I'm experiencing an issue with spam emails containing SVG attachments. They have a subject line like "Caller left 34s April 16, 2026 - 6iujVwcr" and are failing SPF, but they're still making it into my inbox and landing in the spam folder. The email header shows something like "Received: from [127.0.0.1] (104.168.115.168)." Is there any chance the presence of the 127 IP in the header is letting these bypass the filter?
7 Answers
We're facing something similar today. SPF showed a hard fail, and the DMARC reported a temp error, yet the SCL was low, making it hard to deal with these obvious phishing emails! Really puzzling at times.

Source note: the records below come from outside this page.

//! Configuration for lvdac
//!
//! Centralized configuration with sensible defaults. A `Config` is owned by
//! the `Session` it was given to; there is no process-wide state.

/// Default TCP port of the LabVIEW command server
pub const DEFAULT_PORT: u16 = 55000;

/// Main configuration for a lvdac session
#[derive(Debug, Clone)]
pub struct Config {
    // -------------------------------------------------------------------------
    // Endpoint Configuration
    // -------------------------------------------------------------------------
    /// Server host name or address
    pub host: String,

    /// Server TCP port
    pub port: u16,

    // -------------------------------------------------------------------------
    // Socket Configuration
    // -------------------------------------------------------------------------
    /// Connect timeout (milliseconds, 0 = OS default)
    pub connect_timeout_ms: u64,

    /// Timeout for each individual read (milliseconds, 0 = block forever)
    pub read_timeout_ms: u64,

    /// Write timeout (milliseconds, 0 = block forever)
    pub write_timeout_ms: u64,

    /// Upper bound on bytes requested per read system call
    pub read_chunk_size: usize,

    /// Largest frame accepted before the connection is abandoned
    pub max_frame_size: usize,

    /// TCP keepalive settings, applied before the first request
    pub keepalive: KeepaliveConfig,

    // -------------------------------------------------------------------------
    // Protocol Configuration
    // -------------------------------------------------------------------------
    /// Reject hardware-mutating commands before any network activity
    pub read_only: bool,

    /// Exact reply that marks a successful `StopMotor`
    pub stop_ok_phrase: String,

    /// Reply prefix that marks a finished move in `GetMotorStatus`
    pub motor_done_prefix: String,
}

/// TCP keepalive settings
///
/// Used to detect a silently dead peer (instrument PC rebooted, cable pulled)
/// on a connection that is otherwise idle between commands.
#[derive(Debug, Clone, Copy, PartialEq, Eq)]
pub struct KeepaliveConfig {
    /// Enable SO_KEEPALIVE at all
    pub enabled: bool,

    /// Seconds of idleness before the first probe
    pub idle_secs: u32,

    /// Seconds between unanswered probes
    pub interval_secs: u32,

    /// Unanswered probes before the connection is dropped
    pub probes: u32,
}

impl Default for KeepaliveConfig {
    fn default() -> Self {
        Self {
            enabled: true,
            idle_secs: 60,
            interval_secs: 10,
            probes: 5,
        }
    }
}

impl Default for Config {
    fn default() -> Self {
        Self {
            host: "127.0.0.1".to_string(),
            port: DEFAULT_PORT,
            connect_timeout_ms: 5000,
            read_timeout_ms: 30_000,
            write_timeout_ms: 5000,
            read_chunk_size: 16 * 1024,       // 16 KB
            max_frame_size: 64 * 1024 * 1024, // 64 MB
            keepalive: KeepaliveConfig::default(),
            read_only: false,
            stop_ok_phrase: "OK!0".to_string(),
            motor_done_prefix: "Move finished".to_string(),
        }
    }
}

impl Config {
    /// Create a new config builder
    pub fn builder() -> ConfigBuilder {
        ConfigBuilder::default()
    }

    /// `host:port` as used for resolution and logging
    pub fn addr(&self) -> String {
        format!("{}:{}", self.host, self.port)
    }
}

/// Builder for Config
#[derive(Default)]
pub struct ConfigBuilder {
    config: Config,
}

impl ConfigBuilder {
    /// Set the server host
    pub fn host(mut self, host: impl Into<String>) -> Self {
        self.config.host = host.into();
        self
    }

    /// Set the server port
    pub fn port(mut self, port: u16) -> Self {
        self.config.port = port;
        self
    }

    /// Set the connect timeout (in milliseconds)
    pub fn connect_timeout_ms(mut self, ms: u64) -> Self {
        self.config.connect_timeout_ms = ms;
        self
    }

    /// Set the per-read timeout (in milliseconds)
    pub fn read_timeout_ms(mut self, ms: u64) -> Self {
        self.config.read_timeout_ms = ms;
        self
    }

    /// Set the write timeout (in milliseconds)
    pub fn write_timeout_ms(mut self, ms: u64) -> Self {
        self.config.write_timeout_ms = ms;
        self
    }

    /// Set the maximum bytes per read call
    pub fn read_chunk_size(mut self, size: usize) -> Self {
        self.config.read_chunk_size = size.max(1);
        self
    }

    /// Set the maximum accepted frame size (in bytes)
    pub fn max_frame_size(mut self, size: usize) -> Self {
        self.config.max_frame_size = size;
        self
    }

    /// Set the keepalive parameters
    pub fn keepalive(mut self, keepalive: KeepaliveConfig) -> Self {
        self.config.keepalive = keepalive;
        self
    }

    /// Enable or disable the read-only guard
    pub fn read_only(mut self, read_only: bool) -> Self {
        self.config.read_only = read_only;
        self
    }

    /// Set the exact `StopMotor` success reply
    pub fn stop_ok_phrase(mut self, phrase: impl Into<String>) -> Self {
        self.config.stop_ok_phrase = phrase.into();
        self
    }

    /// Set the `GetMotorStatus` finished-move prefix
    pub fn motor_done_prefix(mut self, prefix: impl Into<String>) -> Self {
        self.config.motor_done_prefix = prefix.into();
        self
    }

    pub fn build(self) -> Config {
        self.config
    }
}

It sounds like you might be dealing with an SPF soft fail combined with a DMARC setting of p=none. That could potentially allow some messages to slip through even if they fail SPF. Just a thought!
It's worth checking your logs to see if there were issues during SPF record verification. That could give you some insights into what's going wrong.

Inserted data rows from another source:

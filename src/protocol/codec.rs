//! Protocol codec
//!
//! Encoding of requests and decoding of completed frames.
//!
//! ## Wire Format
//!
//! ### Request
//! ```text
//! NAME()\r\n
//! NAME(p1)\r\n
//! NAME(p1, p2)\r\n
//! ```
//!
//! ### Reply payloads by family
//! - bool:    any non-empty text, or an exact/prefix phrase match
//! - number:  a decimal value
//! - list:    names separated by `\r\n`
//! - fields:  `value hex timestamp` split on single spaces
//! - array:   `<rows> Points by <cols> channels\r\n` then tab-separated
//!            integers, or `rows * cols` big-endian i32 values

use bytes::{BufMut, Bytes, BytesMut};

use crate::config::Config;
use crate::error::{DacError, Result};
use super::frame::parse_header;
use super::{Array2, Command, CommandName, ResponseData, ResponseFamily};

/// Line ending of a request and separator of list replies
pub const LINE_END: &str = "\r\n";

/// Separator between request parameters
const PARAM_SEPARATOR: &str = ", ";

// =============================================================================
// Command Encoding
// =============================================================================

/// Encode a command to its wire text
///
/// Format: `NAME(p1, p2)\r\n`
pub fn encode_command(command: &Command) -> Bytes {
    let name = command.name().as_str();
    let mut message = BytesMut::with_capacity(name.len() + 16);

    message.put_slice(name.as_bytes());
    message.put_u8(b'(');
    for (i, param) in command.params().iter().enumerate() {
        if i > 0 {
            message.put_slice(PARAM_SEPARATOR.as_bytes());
        }
        message.put_slice(param.to_string().as_bytes());
    }
    message.put_u8(b')');
    message.put_slice(LINE_END.as_bytes());

    message.freeze()
}

// =============================================================================
// Decoders
// =============================================================================

/// Decoding strategy selected per command
#[derive(Debug, Clone, PartialEq, Eq)]
pub enum Decoder {
    Truthy,
    ExactPhrase(String),
    PrefixPhrase(String),
    Number,
    Numbers,
    List,
    Fields(usize),
    TextArray,
    BinaryArray,
    Text,
    Raw,
}

impl Decoder {
    /// Decode a terminator-stripped payload
    ///
    /// Failures become `MalformedResponse` carrying the raw payload.
    pub fn decode(&self, command: CommandName, payload: &[u8]) -> Result<ResponseData> {
        let decoded = match self {
            Decoder::Truthy => Ok(ResponseData::Bool(decode_truthy(payload))),
            Decoder::ExactPhrase(phrase) => decode_exact_phrase(payload, phrase).map(ResponseData::Bool),
            Decoder::PrefixPhrase(prefix) => {
                decode_prefix_phrase(payload, prefix).map(ResponseData::Bool)
            }
            Decoder::Number => decode_number(payload).map(ResponseData::Number),
            Decoder::Numbers => decode_numbers(payload).map(ResponseData::Numbers),
            Decoder::List => decode_list(payload).map(ResponseData::List),
            Decoder::Fields(n) => {
                decode_fields(payload, *n).map(|(value, rest)| ResponseData::Fields { value, rest })
            }
            Decoder::TextArray => decode_text_array(payload).map(ResponseData::Array),
            Decoder::BinaryArray => decode_binary_array(payload).map(ResponseData::Array),
            Decoder::Text => decode_text(payload).map(ResponseData::Text),
            Decoder::Raw => Ok(ResponseData::Raw(Bytes::copy_from_slice(payload))),
        };

        decoded.map_err(|reason| DacError::malformed(command, reason, payload))
    }
}

/// Maps command names to decoders
///
/// Built once from configuration; the phrase-matching decoders take their
/// phrases from here so they stay adjustable across server versions.
#[derive(Debug, Clone, PartialEq, Eq)]
pub struct DecoderTable {
    stop_ok_phrase: String,
    motor_done_prefix: String,
}

impl Default for DecoderTable {
    fn default() -> Self {
        Self::from_config(&Config::default())
    }
}

impl DecoderTable {
    pub fn new(stop_ok_phrase: impl Into<String>, motor_done_prefix: impl Into<String>) -> Self {
        Self {
            stop_ok_phrase: stop_ok_phrase.into(),
            motor_done_prefix: motor_done_prefix.into(),
        }
    }

    pub fn from_config(config: &Config) -> Self {
        Self::new(&config.stop_ok_phrase, &config.motor_done_prefix)
    }

    /// Decoder for the reply to `name`
    pub fn decoder_for(&self, name: CommandName) -> Decoder {
        match name.family() {
            ResponseFamily::Truthy => Decoder::Truthy,
            ResponseFamily::StopPhrase => Decoder::ExactPhrase(self.stop_ok_phrase.clone()),
            ResponseFamily::DonePrefix => Decoder::PrefixPhrase(self.motor_done_prefix.clone()),
            ResponseFamily::Number => Decoder::Number,
            ResponseFamily::Numbers => Decoder::Numbers,
            ResponseFamily::List => Decoder::List,
            ResponseFamily::Fields(n) => Decoder::Fields(n),
            ResponseFamily::TextArray => Decoder::TextArray,
            ResponseFamily::BinaryArray => Decoder::BinaryArray,
            ResponseFamily::Text => Decoder::Text,
            ResponseFamily::Raw => Decoder::Raw,
        }
    }
}

type DecodeResult<T> = std::result::Result<T, String>;

fn trimmed_text(payload: &[u8]) -> DecodeResult<&str> {
    std::str::from_utf8(payload.trim_ascii())
        .map_err(|e| format!("payload is not valid text: {}", e))
}

/// True for any payload with non-whitespace content
pub fn decode_truthy(payload: &[u8]) -> bool {
    !payload.trim_ascii().is_empty()
}

/// True only when the payload equals `phrase` (surrounding whitespace ignored)
pub fn decode_exact_phrase(payload: &[u8], phrase: &str) -> DecodeResult<bool> {
    Ok(trimmed_text(payload)? == phrase.trim())
}

/// True only when the payload starts with `prefix`
pub fn decode_prefix_phrase(payload: &[u8], prefix: &str) -> DecodeResult<bool> {
    Ok(trimmed_text(payload)?.starts_with(prefix))
}

/// Parse a single decimal number
pub fn decode_number(payload: &[u8]) -> DecodeResult<f64> {
    let text = trimmed_text(payload)?;
    text.parse::<f64>()
        .map_err(|e| format!("expected a number, got {:?}: {}", text, e))
}

/// Parse whitespace-separated decimal numbers (at least one)
pub fn decode_numbers(payload: &[u8]) -> DecodeResult<Vec<f64>> {
    let text = trimmed_text(payload)?;
    if text.is_empty() {
        return Err("expected numbers, got an empty payload".to_string());
    }
    text.split_whitespace()
        .map(|field| {
            field
                .parse::<f64>()
                .map_err(|e| format!("expected a number, got {:?}: {}", field, e))
        })
        .collect()
}

/// Split on `\r\n`; an empty payload is an empty list
pub fn decode_list(payload: &[u8]) -> DecodeResult<Vec<String>> {
    let text = trimmed_text(payload)?;
    if text.is_empty() {
        return Ok(Vec::new());
    }
    Ok(text.split(LINE_END).map(str::to_string).collect())
}

/// Split on single spaces into exactly `n` fields; the first is numeric
pub fn decode_fields(payload: &[u8], n: usize) -> DecodeResult<(f64, Vec<String>)> {
    let text = trimmed_text(payload)?;
    let fields: Vec<&str> = text.splitn(n.max(1), ' ').collect();
    if fields.len() != n {
        return Err(format!("expected {} fields, got {}", n, fields.len()));
    }
    let value = fields[0]
        .parse::<f64>()
        .map_err(|e| format!("expected a number in first field, got {:?}: {}", fields[0], e))?;
    Ok((value, fields[1..].iter().map(|s| s.to_string()).collect()))
}

/// Header line followed by tab-separated decimal integers
///
/// Line breaks inside the body are treated as separators too.
pub fn decode_text_array(payload: &[u8]) -> DecodeResult<Array2> {
    let header = parse_header(payload).ok_or("missing array header")?;
    let count = header.count().ok_or("array header overflows")?;
    let body = std::str::from_utf8(header.body(payload))
        .map_err(|e| format!("array body is not valid text: {}", e))?;

    let values = body
        .split(|c: char| matches!(c, '\t' | '\r' | '\n'))
        .filter(|field| !field.trim().is_empty())
        .map(|field| {
            field
                .trim()
                .parse::<i64>()
                .map_err(|e| format!("expected an integer, got {:?}: {}", field, e))
        })
        .collect::<DecodeResult<Vec<i64>>>()?;

    if values.len() != count {
        return Err(format!(
            "header declares {}x{} = {} values, body has {}",
            header.rows,
            header.cols,
            count,
            values.len()
        ));
    }
    Array2::new(header.rows, header.cols, values).ok_or_else(|| "array shape mismatch".to_string())
}

/// Header line followed by `rows * cols` big-endian i32 values
pub fn decode_binary_array(payload: &[u8]) -> DecodeResult<Array2> {
    let header = parse_header(payload).ok_or("missing array header")?;
    let count = header.count().ok_or("array header overflows")?;
    let body = header.body(payload);

    let expected = count.checked_mul(4).ok_or("array header overflows")?;
    if body.len() != expected {
        return Err(format!(
            "header declares {}x{} = {} values ({} bytes), body has {} bytes",
            header.rows,
            header.cols,
            count,
            expected,
            body.len()
        ));
    }

    let values = body
        .chunks_exact(4)
        .map(|c| i32::from_be_bytes([c[0], c[1], c[2], c[3]]) as i64)
        .collect();
    Array2::new(header.rows, header.cols, values).ok_or_else(|| "array shape mismatch".to_string())
}

/// Trimmed text, no interpretation
pub fn decode_text(payload: &[u8]) -> DecodeResult<String> {
    trimmed_text(payload).map(str::to_string)
}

The 127.0.0.1 in your header is just part of the sending server's process; it isn't evaluated by O365 for SPF checks. The actual connecting IP (104.168.115.x) is the one failing SPF. By default, O365 doesn't reject these emails; they just end up in the junk folder. If you need them blocked outright, consider creating a mail flow rule or tightening your anti-spam policy. Just be cautious—legitimate forwarded emails can also fail SPF. Also, the SVG attachments are a known phishing tactic right now; I'd suggest blocking or quarantining them unless they're absolutely necessary.
Yeah, I noticed the same issue with those fake VM emails. The source IP might even match! I've confirmed these are coming through with a hard fail on SPF too. Curious to see what others think.
Do you have direct send enabled in your setup?
I've seen this situation arise due to customer requests to prevent any emails from being classified as spam. If you notice an SCL score of -1, it indicates that messages are bypassing filters. It’s important to look into any adjustments made to the SCL settings that could be causing this issue.
It’s likely a direct send issue. Check this resource for more details on managing those settings. Just make sure to adjust your configuration properly if you're encountering these problems.
Exactly! We had the same problem with that kind of mail.
But isn't this a case of a hard fail? That’s what I’ve been seeing.